I've found that the heat shield of the JLT 3 CAI is inadequate at blocking out hot underhood air. At highway speeds the IAT would be only 7*F above ambient but when slowing the car down or coming to a stop, datalogging showed the IAT would rise to ~50*F above ambient within three minutes. Not good for performance!
The solution? I had more of the polyurethane foam that I'd previously stuck onto the underside of the hood to cure hood flutter, so I put it to good use by sealing off all the gaps that I could find in the CAI heat shield. I also placed additional material onto the left radiator cover extension.
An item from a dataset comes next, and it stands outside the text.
//! Core infrastructure: configuration.

pub mod config;

pub use config::{load_config, load_config_or_default, Config, LoadConfig};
As a result, the CAI is properly sealed off when I shut the hood and it sucks fresh air from the fenderwell, from underneath ahead of the ABS control module, and through the upper grille. The devil's in the fine details (BTW the air filter is clean :D)!

IMG_20230730_134855.jpg IMG_20230730_135109.jpg IMG_20230730_135207.jpg

So how did it go? Very well I'd say. From 45mph upwards the IAT is just 2*F above ambient, at 30mph the IAT is a mere 7*F above ambient and when coming to a stop, the IAT rises much more slowly (only by ~20*F above ambient after three minutes).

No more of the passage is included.